(EXTRACTED MATERIAL)

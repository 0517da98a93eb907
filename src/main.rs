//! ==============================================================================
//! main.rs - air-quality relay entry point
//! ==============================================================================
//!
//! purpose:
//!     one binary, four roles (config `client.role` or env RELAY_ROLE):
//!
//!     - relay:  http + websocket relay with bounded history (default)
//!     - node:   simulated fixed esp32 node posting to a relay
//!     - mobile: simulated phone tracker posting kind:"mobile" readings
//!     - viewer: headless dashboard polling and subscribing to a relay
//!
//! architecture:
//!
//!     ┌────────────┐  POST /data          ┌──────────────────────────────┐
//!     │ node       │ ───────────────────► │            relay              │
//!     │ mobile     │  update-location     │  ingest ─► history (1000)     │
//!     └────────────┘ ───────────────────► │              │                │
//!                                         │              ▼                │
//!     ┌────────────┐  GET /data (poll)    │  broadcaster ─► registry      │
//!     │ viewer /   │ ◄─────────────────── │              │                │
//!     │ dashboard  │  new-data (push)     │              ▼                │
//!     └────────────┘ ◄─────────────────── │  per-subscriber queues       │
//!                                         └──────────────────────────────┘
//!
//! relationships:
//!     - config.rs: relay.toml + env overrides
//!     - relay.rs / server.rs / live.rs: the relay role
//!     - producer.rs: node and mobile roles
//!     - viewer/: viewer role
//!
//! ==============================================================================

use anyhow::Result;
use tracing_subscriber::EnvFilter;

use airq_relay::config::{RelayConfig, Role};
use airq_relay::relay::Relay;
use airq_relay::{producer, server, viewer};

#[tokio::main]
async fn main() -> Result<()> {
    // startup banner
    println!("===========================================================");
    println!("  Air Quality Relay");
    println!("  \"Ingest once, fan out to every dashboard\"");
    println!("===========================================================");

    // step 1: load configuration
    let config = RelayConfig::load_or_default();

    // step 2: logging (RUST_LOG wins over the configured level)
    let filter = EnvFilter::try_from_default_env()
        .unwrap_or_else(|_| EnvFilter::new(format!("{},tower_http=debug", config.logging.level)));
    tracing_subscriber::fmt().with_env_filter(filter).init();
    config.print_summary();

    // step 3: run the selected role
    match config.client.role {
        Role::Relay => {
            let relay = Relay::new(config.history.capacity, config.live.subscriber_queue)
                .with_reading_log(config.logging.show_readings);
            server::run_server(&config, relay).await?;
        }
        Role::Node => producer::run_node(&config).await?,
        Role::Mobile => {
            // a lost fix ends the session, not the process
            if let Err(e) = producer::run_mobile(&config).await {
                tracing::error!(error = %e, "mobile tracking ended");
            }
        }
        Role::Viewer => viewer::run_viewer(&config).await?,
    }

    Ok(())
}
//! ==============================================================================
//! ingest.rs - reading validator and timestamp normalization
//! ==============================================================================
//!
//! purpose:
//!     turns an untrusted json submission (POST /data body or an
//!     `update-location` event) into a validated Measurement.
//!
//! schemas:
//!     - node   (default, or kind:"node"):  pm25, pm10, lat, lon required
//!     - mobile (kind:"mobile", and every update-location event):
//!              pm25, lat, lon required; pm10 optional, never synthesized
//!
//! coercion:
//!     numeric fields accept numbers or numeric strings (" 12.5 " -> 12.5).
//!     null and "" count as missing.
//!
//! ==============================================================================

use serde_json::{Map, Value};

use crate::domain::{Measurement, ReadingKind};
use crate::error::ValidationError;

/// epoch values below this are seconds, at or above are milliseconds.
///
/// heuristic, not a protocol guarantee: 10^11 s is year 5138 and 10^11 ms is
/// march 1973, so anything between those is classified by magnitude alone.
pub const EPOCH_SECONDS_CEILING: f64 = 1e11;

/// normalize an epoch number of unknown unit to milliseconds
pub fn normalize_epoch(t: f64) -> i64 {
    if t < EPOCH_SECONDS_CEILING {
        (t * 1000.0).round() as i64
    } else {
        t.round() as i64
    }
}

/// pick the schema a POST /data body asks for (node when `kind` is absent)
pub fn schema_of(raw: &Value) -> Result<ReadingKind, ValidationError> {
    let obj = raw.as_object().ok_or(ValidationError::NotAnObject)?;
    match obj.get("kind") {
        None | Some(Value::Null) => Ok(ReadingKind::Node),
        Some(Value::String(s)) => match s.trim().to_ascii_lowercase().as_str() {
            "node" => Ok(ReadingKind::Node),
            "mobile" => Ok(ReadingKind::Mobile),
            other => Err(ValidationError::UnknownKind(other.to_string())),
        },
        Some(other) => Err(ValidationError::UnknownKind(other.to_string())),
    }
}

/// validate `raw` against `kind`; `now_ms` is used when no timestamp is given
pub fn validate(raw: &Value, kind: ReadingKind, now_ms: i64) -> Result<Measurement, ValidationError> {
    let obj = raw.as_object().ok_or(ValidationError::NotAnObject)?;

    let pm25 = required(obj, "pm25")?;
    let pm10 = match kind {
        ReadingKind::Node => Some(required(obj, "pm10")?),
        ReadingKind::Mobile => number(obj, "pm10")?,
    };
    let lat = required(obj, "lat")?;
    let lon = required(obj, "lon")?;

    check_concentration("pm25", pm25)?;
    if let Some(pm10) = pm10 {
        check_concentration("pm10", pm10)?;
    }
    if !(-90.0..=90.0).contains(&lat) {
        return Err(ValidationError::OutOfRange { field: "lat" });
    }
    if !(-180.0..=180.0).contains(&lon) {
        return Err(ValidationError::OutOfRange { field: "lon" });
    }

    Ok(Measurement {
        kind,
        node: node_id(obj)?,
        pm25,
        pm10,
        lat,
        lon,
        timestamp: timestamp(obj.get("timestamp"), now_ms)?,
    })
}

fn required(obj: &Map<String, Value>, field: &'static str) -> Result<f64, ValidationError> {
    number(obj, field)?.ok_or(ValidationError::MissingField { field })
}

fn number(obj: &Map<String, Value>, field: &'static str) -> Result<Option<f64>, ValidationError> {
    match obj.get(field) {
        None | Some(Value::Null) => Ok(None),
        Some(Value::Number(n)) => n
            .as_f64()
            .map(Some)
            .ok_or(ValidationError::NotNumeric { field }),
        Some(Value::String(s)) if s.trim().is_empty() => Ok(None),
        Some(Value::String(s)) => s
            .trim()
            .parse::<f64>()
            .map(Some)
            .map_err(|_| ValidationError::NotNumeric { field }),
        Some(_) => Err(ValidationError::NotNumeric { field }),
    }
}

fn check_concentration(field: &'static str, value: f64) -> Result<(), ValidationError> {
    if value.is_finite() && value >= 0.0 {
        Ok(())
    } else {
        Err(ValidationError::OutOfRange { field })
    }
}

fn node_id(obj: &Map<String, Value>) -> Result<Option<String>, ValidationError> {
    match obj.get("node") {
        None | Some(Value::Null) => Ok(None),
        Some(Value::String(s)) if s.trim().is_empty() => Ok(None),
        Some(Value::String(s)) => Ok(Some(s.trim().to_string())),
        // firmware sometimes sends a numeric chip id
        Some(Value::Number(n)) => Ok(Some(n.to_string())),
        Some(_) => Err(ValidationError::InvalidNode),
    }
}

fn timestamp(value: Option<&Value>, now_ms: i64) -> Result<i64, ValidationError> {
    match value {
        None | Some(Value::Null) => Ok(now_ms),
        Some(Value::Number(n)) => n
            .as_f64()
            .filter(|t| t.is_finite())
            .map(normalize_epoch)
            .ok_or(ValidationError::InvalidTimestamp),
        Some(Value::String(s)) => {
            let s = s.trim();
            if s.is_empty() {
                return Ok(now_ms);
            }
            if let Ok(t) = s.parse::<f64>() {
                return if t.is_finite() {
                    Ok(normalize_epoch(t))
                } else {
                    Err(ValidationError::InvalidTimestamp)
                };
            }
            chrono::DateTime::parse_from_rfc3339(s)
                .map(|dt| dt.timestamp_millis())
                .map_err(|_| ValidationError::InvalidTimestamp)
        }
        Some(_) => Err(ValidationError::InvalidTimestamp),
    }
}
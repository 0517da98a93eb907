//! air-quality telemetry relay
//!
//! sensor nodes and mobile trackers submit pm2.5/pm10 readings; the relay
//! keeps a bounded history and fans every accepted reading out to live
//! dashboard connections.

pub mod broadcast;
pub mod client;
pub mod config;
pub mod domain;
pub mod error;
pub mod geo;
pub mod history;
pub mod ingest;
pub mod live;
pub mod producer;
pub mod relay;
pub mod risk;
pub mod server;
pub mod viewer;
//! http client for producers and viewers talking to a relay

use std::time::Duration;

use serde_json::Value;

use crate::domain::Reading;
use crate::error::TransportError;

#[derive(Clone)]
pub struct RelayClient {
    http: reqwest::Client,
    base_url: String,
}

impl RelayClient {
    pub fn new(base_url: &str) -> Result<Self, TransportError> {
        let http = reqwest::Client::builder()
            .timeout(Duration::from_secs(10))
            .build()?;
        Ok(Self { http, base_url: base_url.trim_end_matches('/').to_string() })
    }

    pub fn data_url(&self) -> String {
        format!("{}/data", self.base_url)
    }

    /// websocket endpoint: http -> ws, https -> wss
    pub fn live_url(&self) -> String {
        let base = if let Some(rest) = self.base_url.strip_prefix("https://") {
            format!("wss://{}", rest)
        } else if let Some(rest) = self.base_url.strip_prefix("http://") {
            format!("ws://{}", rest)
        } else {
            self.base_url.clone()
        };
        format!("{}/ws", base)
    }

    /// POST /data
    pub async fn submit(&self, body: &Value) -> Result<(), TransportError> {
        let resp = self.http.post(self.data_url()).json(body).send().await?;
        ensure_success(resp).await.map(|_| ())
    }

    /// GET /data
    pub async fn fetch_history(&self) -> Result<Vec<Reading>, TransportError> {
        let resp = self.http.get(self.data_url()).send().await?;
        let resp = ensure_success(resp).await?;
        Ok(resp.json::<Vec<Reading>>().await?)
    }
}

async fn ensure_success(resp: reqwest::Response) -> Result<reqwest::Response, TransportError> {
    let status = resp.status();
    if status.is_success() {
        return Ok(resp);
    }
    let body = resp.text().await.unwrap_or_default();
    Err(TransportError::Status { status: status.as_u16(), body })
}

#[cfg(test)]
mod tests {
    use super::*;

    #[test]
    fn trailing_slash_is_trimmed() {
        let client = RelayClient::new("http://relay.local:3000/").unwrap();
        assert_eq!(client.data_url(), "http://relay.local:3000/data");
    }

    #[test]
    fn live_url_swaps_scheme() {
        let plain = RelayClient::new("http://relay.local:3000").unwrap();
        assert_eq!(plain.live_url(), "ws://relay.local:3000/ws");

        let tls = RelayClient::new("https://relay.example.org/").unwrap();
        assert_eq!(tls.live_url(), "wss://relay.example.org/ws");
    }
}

(End EXTRACTED MATERIAL)

• **WHAT TO DO**: Leave out every line after the one with "ingest ─► history". Reproduce the material above exactly from its first line through that line.

• **ANSWER**:
repository 0517da98a93eb907
filename src/main.rs
//! ==============================================================================
//! main.rs - air-quality relay entry point
//! ==============================================================================
//!
//! purpose:
//!     one binary, four roles (config `client.role` or env RELAY_ROLE):
//!
//!     - relay:  http + websocket relay with bounded history (default)
//!     - node:   simulated fixed esp32 node posting to a relay
//!     - mobile: simulated phone tracker posting kind:"mobile" readings
//!     - viewer: headless dashboard polling and subscribing to a relay
//!
//! architecture:
//!
//!     ┌────────────┐  POST /data          ┌──────────────────────────────┐
//!     │ node       │ ───────────────────► │            relay              │
//!     │ mobile     │  update-location     │  ingest ─► history (1000)     │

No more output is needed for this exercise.